> TASK OBJECTIVE
Reproduce only the lines that run from the line containing "pub fn sql_case(&self, column: &str)" to the end of the entries below, exactly as they stand.

> AVAILABLE DATA

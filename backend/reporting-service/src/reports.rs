//! Aggregate queries over the collector's tables
//!
//! Every report runs its independent aggregates concurrently on the pool.
//! Optional filters are appended with [`QueryBuilder`] so each value is bound,
//! never interpolated.

use crate::buckets::{AGE_GROUPS, FOLLOWER_RANGES};
use crate::filters::{ReportFilters, TimeRange};
use event_schema::Source;
use serde::{Deserialize, Serialize};
use sqlx::{PgPool, Postgres, QueryBuilder};
use std::collections::BTreeMap;

pub type Counts = BTreeMap<String, i64>;
pub type Amounts = BTreeMap<String, f64>;

#[derive(Debug, Clone, PartialEq, Serialize, Deserialize)]
#[serde(rename_all = "camelCase")]
pub struct EventStats {
    pub total_events: i64,
    pub events_by_source: Counts,
    pub events_by_funnel_stage: Counts,
    pub events_by_type: Counts,
    pub time_range: TimeRange,
}

#[derive(Debug, Clone, PartialEq, Serialize, Deserialize)]
#[serde(rename_all = "camelCase")]
pub struct RevenueData {
    pub total_revenue: f64,
    pub revenue_by_source: Amounts,
    /// Transactions without a campaign are reported under `unknown`
    pub revenue_by_campaign: Amounts,
    pub transaction_count: i64,
    pub time_range: TimeRange,
}

#[derive(Debug, Clone, PartialEq, Serialize, Deserialize)]
pub struct LocationCount {
    pub location: String,
    pub count: i64,
}

#[derive(Debug, Clone, PartialEq, Serialize, Deserialize)]
pub struct CountryCount {
    pub country: String,
    pub count: i64,
}

#[derive(Debug, Clone, PartialEq, Serialize, Deserialize)]
#[serde(rename_all = "camelCase")]
pub struct FacebookDemographics {
    pub age_groups: Counts,
    pub gender_distribution: Counts,
    pub top_locations: Vec<LocationCount>,
}

#[derive(Debug, Clone, PartialEq, Serialize, Deserialize)]
#[serde(rename_all = "camelCase")]
pub struct TiktokDemographics {
    pub follower_ranges: Counts,
    pub top_countries: Vec<CountryCount>,
}

/// A platform excluded by the `source` filter is `null`
#[derive(Debug, Clone, PartialEq, Serialize, Deserialize)]
#[serde(rename_all = "camelCase")]
pub struct DemographicsData {
    pub facebook: Option<FacebookDemographics>,
    pub tiktok: Option<TiktokDemographics>,
    pub time_range: TimeRange,
}

type Query = QueryBuilder<'static, Postgres>;

fn push_time_bounds(qb: &mut Query, column: &str, filters: &ReportFilters) {
    if let Some(from) = filters.from {
        qb.push(format!(" AND {} >= ", column)).push_bind(from);
    }
    if let Some(to) = filters.to {
        qb.push(format!(" AND {} <= ", column)).push_bind(to);
    }
}

fn events_query(select: &str, filters: &ReportFilters) -> Query {
    let mut qb = QueryBuilder::new(select);
    qb.push(" FROM processed_events WHERE TRUE");
    push_time_bounds(&mut qb, "timestamp", filters);
    if let Some(source) = filters.source {
        qb.push(" AND source = ").push_bind(source.as_str());
    }
    if let Some(stage) = filters.funnel_stage {
        qb.push(" AND funnel_stage = ").push_bind(stage.as_str());
    }
    if let Some(event_type) = &filters.event_type {
        qb.push(" AND event_type = ").push_bind(event_type.clone());
    }
    qb
}

fn revenue_query(select: &str, filters: &ReportFilters) -> Query {
    let mut qb = QueryBuilder::new(select);
    qb.push(" FROM revenue_transactions WHERE TRUE");
    push_time_bounds(&mut qb, "timestamp", filters);
    if let Some(source) = filters.source {
        qb.push(" AND source = ").push_bind(source.as_str());
    }
    if let Some(campaign_id) = &filters.campaign_id {
        qb.push(" AND campaign_id = ").push_bind(campaign_id.clone());
    }
    qb
}

/// Demographic rows of one platform, windowed on first sighting
fn demographics_query(select: &str, source: Source, filters: &ReportFilters) -> Query {
    let mut qb = QueryBuilder::new(select);
    qb.push(" FROM user_demographics WHERE source = ")
        .push_bind(source.as_str());
    push_time_bounds(&mut qb, "created_at", filters);
    qb
}

async fn count(pool: &PgPool, mut qb: Query) -> Result<i64, sqlx::Error> {
    qb.build_query_scalar().fetch_one(pool).await
}

/// `qb` selects `(key, COUNT(*))`; grouping on the first column is appended
async fn grouped_counts(pool: &PgPool, mut qb: Query) -> Result<Counts, sqlx::Error> {
    qb.push(" GROUP BY 1");
    let rows: Vec<(String, i64)> = qb.build_query_as().fetch_all(pool).await?;
    Ok(rows.into_iter().collect())
}

async fn grouped_amounts(pool: &PgPool, mut qb: Query) -> Result<Amounts, sqlx::Error> {
    qb.push(" GROUP BY 1");
    let rows: Vec<(String, f64)> = qb.build_query_as().fetch_all(pool).await?;
    Ok(rows.into_iter().collect())
}

#[derive(Clone)]
pub struct ReportRepository {
    pool: PgPool,
    top_n: i64,
}

impl ReportRepository {
    pub fn new(pool: PgPool, top_n: i64) -> Self {
        Self { pool, top_n }
    }

    pub fn pool(&self) -> &PgPool {
        &self.pool
    }

    pub async fn event_stats(
        &self,
        filters: &ReportFilters,
        time_range: TimeRange,
    ) -> Result<EventStats, sqlx::Error> {
        let pool = &self.pool;
        let (total_events, events_by_source, events_by_funnel_stage, events_by_type) =
            futures::try_join!(
                count(pool, events_query("SELECT COUNT(*)", filters)),
                grouped_counts(pool, events_query("SELECT source, COUNT(*)", filters)),
                grouped_counts(pool, events_query("SELECT funnel_stage, COUNT(*)", filters)),
                grouped_counts(pool, events_query("SELECT event_type, COUNT(*)", filters)),
            )?;

        Ok(EventStats {
            total_events,
            events_by_source,
            events_by_funnel_stage,
            events_by_type,
            time_range,
        })
    }

    pub async fn revenue(
        &self,
        filters: &ReportFilters,
        time_range: TimeRange,
    ) -> Result<RevenueData, sqlx::Error> {
        let pool = &self.pool;
        let total = async {
            let mut qb =
                revenue_query("SELECT COALESCE(SUM(amount), 0)::FLOAT8, COUNT(*)", filters);
            qb.build_query_as::<(f64, i64)>().fetch_one(pool).await
        };
        let ((total_revenue, transaction_count), revenue_by_source, revenue_by_campaign) =
            futures::try_join!(
                total,
                grouped_amounts(
                    pool,
                    revenue_query("SELECT source, COALESCE(SUM(amount), 0)::FLOAT8", filters)
                ),
                grouped_amounts(
                    pool,
                    revenue_query(
                        "SELECT COALESCE(campaign_id, 'unknown'), COALESCE(SUM(amount), 0)::FLOAT8",
                        filters
                    )
                ),
            )?;

        Ok(RevenueData {
            total_revenue,
            revenue_by_source,
            revenue_by_campaign,
            transaction_count,
            time_range,
        })
    }

    pub async fn demographics(
        &self,
        filters: &ReportFilters,
        time_range: TimeRange,
    ) -> Result<DemographicsData, sqlx::Error> {
        let facebook = async {
            if filters.includes(Source::Facebook) {
                self.facebook_demographics(filters).await.map(Some)
            } else {
                Ok(None)
            }
        };
        let tiktok = async {
            if filters.includes(Source::Tiktok) {
                self.tiktok_demographics(filters).await.map(Some)
            } else {
                Ok(None)
            }
        };
        let (facebook, tiktok) = futures::try_join!(facebook, tiktok)?;

        Ok(DemographicsData {
            facebook,
            tiktok,
            time_range,
        })
    }

    async fn facebook_demographics(
        &self,
        filters: &ReportFilters,
    ) -> Result<FacebookDemographics, sqlx::Error> {
        let pool = &self.pool;
        let source = Source::Facebook;
        let age_select = format!("SELECT {}, COUNT(*)", AGE_GROUPS.sql_case("age"));

        let locations = async {
            let mut qb = demographics_query(
                "SELECT COALESCE(city, 'unknown'), COALESCE(country, 'unknown'), COUNT(*)",
                source,
                filters,
            );
            qb.push(" GROUP BY 1, 2 ORDER BY 3 DESC, 1, 2 LIMIT ")
                .push_bind(self.top_n);
            let rows: Vec<(String, String, i64)> = qb.build_query_as().fetch_all(pool).await?;
            Ok::<_, sqlx::Error>(
                rows.into_iter()
                    .map(|(city, country, count)| LocationCount {
                        location: format!("{}, {}", city, country),
                        count,
                    })
                    .collect::<Vec<_>>(),
            )
        };

        let (age_groups, gender_distribution, top_locations) = futures::try_join!(
            grouped_counts(pool, demographics_query(&age_select, source, filters)),
            grouped_counts(
                pool,
                demographics_query("SELECT COALESCE(gender, 'unknown'), COUNT(*)", source, filters)
            ),
            locations,
        )?;

        Ok(FacebookDemographics {
            age_groups,
            gender_distribution,
            top_locations,
        })
    }

    async fn tiktok_demographics(
        &self,
        filters: &ReportFilters,
    ) -> Result<TiktokDemographics, sqlx::Error> {
        let pool = &self.pool;
        let source = Source::Tiktok;
        let follower_select = format!("SELECT {}, COUNT(*)", FOLLOWER_RANGES.sql_case("followers"));

        let countries = async {
            let mut qb = demographics_query(
                "SELECT COALESCE(country, 'unknown'), COUNT(*)",
                source,
                filters,
            );
            qb.push(" GROUP BY 1 ORDER BY 2 DESC, 1 LIMIT ")
                .push_bind(self.top_n);
            let rows: Vec<(String, i64)> = qb.build_query_as().fetch_all(pool).await?;
            Ok::<_, sqlx::Error>(
                rows.into_iter()
                    .map(|(country, count)| CountryCount { country, count })
                    .collect::<Vec<_>>(),
            )
        };

        let (follower_ranges, top_countries) = futures::try_join!(
            grouped_counts(pool, demographics_query(&follower_select, source, filters)),
            countries,
        )?;

        Ok(TiktokDemographics {
            follower_ranges,
            top_countries,
        })
    }
}

#[cfg(test)]
mod tests {
    use super::*;
    use chrono::{TimeZone, Utc};
    use event_schema::FunnelStage;

    fn filters() -> ReportFilters {
        ReportFilters {
            from: Some(Utc.with_ymd_and_hms(2025, 1, 15, 0, 0, 0).unwrap()),
            source: Some(Source::Facebook),
            funnel_stage: Some(FunnelStage::Bottom),
            event_type: Some("purchase".into()),
            campaign_id: Some("cmp-1".into()),
            ..Default::default()
        }
    }

    #[test]
    fn test_events_query_binds_each_filter() {
        let qb = events_query("SELECT COUNT(*)", &filters());
        assert_eq!(
            qb.sql(),
            "SELECT COUNT(*) FROM processed_events WHERE TRUE AND timestamp >= $1 \
             AND source = $2 AND funnel_stage = $3 AND event_type = $4"
        );
    }

    #[test]
    fn test_revenue_query_ignores_event_filters() {
        let qb = revenue_query("SELECT COUNT(*)", &filters());
        assert_eq!(
            qb.sql(),
            "SELECT COUNT(*) FROM revenue_transactions WHERE TRUE AND timestamp >= $1 \
             AND source = $2 AND campaign_id = $3"
        );
    }

    #[test]
    fn test_demographics_query_windows_on_created_at() {
        let qb = demographics_query("SELECT COUNT(*)", Source::Tiktok, &filters());
        assert_eq!(
            qb.sql(),
            "SELECT COUNT(*) FROM user_demographics WHERE source = $1 AND created_at >= $2"
        );
    }

    #[test]
    fn test_unfiltered_query_has_no_binds() {
        let qb = events_query("SELECT COUNT(*)", &ReportFilters::default());
        assert_eq!(qb.sql(), "SELECT COUNT(*) FROM processed_events WHERE TRUE");
    }
}
/// Reporting configuration, read from `REPORTER_*` environment variables
///
/// Database settings come from `db-pool` (`DATABASE_URL`, `DB_*`).
use serde::Deserialize;
use std::time::Duration;

#[derive(Debug, Clone, Deserialize)]
pub struct ReporterConfig {
    #[serde(default = "default_http_host")]
    pub http_host: String,
    #[serde(default = "default_http_port")]
    pub http_port: u16,
    /// Upper bound for one report's queries
    #[serde(default = "default_query_timeout_ms")]
    pub query_timeout_ms: u64,
    /// Rows returned by the top-N location and country breakdowns
    #[serde(default = "default_top_locations")]
    pub top_locations: i64,
}

fn default_http_host() -> String {
    "0.0.0.0".to_string()
}

fn default_http_port() -> u16 {
    8082
}

fn default_query_timeout_ms() -> u64 {
    10_000
}

fn default_top_locations() -> i64 {
    10
}

impl Default for ReporterConfig {
    fn default() -> Self {
        Self {
            http_host: default_http_host(),
            http_port: default_http_port(),
            query_timeout_ms: default_query_timeout_ms(),
            top_locations: default_top_locations(),
        }
    }
}

impl ReporterConfig {
    pub fn from_env() -> Result<Self, envy::Error> {
        envy::prefixed("REPORTER_").from_env()
    }

    pub fn validate(&self) -> Result<(), String> {
        if self.query_timeout_ms == 0 {
            return Err("REPORTER_QUERY_TIMEOUT_MS must be greater than 0".to_string());
        }
        if self.top_locations <= 0 {
            return Err("REPORTER_TOP_LOCATIONS must be at least 1".to_string());
        }
        Ok(())
    }

    pub fn query_timeout(&self) -> Duration {
        Duration::from_millis(self.query_timeout_ms)
    }
}
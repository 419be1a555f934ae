/// Range buckets shared by the demographic report and its SQL
///
/// Missing and zero values land in `unknown`.
#[derive(Debug)]
pub struct Buckets {
    /// `(exclusive upper bound, label)` in ascending order
    pub bounds: &'static [(i64, &'static str)],
    pub overflow: &'static str,
}

pub const UNKNOWN: &str = "unknown";

pub const AGE_GROUPS: Buckets = Buckets {
    bounds: &[
        (18, "under_18"),
        (25, "18_24"),
        (35, "25_34"),
        (45, "35_44"),
        (55, "45_54"),
    ],
    overflow: "55_plus",
};

pub const FOLLOWER_RANGES: Buckets = Buckets {
    bounds: &[
        (1_000, "under_1k"),
        (10_000, "1k_10k"),
        (100_000, "10k_100k"),
        (1_000_000, "100k_1m"),
    ],
    overflow: "1m_plus",
};

impl Buckets {
    pub fn label(&self, value: Option<i64>) -> &'static str {
        match value {
            None | Some(0) => UNKNOWN,
            Some(v) => self
                .bounds
                .iter()
                .find(|(upper, _)| v < *upper)
                .map(|(_, label)| *label)
                .unwrap_or(self.overflow),
        }
    }

    /// `CASE` expression yielding the same labels as [`Buckets::label`]
    pub fn sql_case(&self, column: &str) -> String {
        let mut sql = format!(
            "CASE WHEN {col} IS NULL OR {col} = 0 THEN '{}'",
            UNKNOWN,
            col = column
        );
        for (upper, label) in self.bounds {
            sql.push_str(&format!(" WHEN {} < {} THEN '{}'", column, upper, label));
        }
        sql.push_str(&format!(" ELSE '{}' END", self.overflow));
        sql
    }
}

pub fn age_group(age: Option<i32>) -> &'static str {
    AGE_GROUPS.label(age.map(i64::from))
}

pub fn follower_range(followers: Option<i64>) -> &'static str {
    FOLLOWER_RANGES.label(followers)
}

> EXERCISE SOLUTION
    pub fn sql_case(&self, column: &str) -> String {
        let mut sql = format!(
            "CASE WHEN {col} IS NULL OR {col} = 0 THEN '{}'",
            UNKNOWN,
            col = column
        );
        for (upper, label) in self.bounds {
            sql.push_str(&format!(" WHEN {} < {} THEN '{}'", column, upper, label));
        }
        sql.push_str(&format!(" ELSE '{}' END", self.overflow));
        sql
    }
}

pub fn age_group(age: Option<i32>) -> &'static str {
    AGE_GROUPS.label(age.map(i64::from))
}

pub fn follower_range(followers: Option<i64>) -> &'static str {
    FOLLOWER_RANGES.label(followers)
}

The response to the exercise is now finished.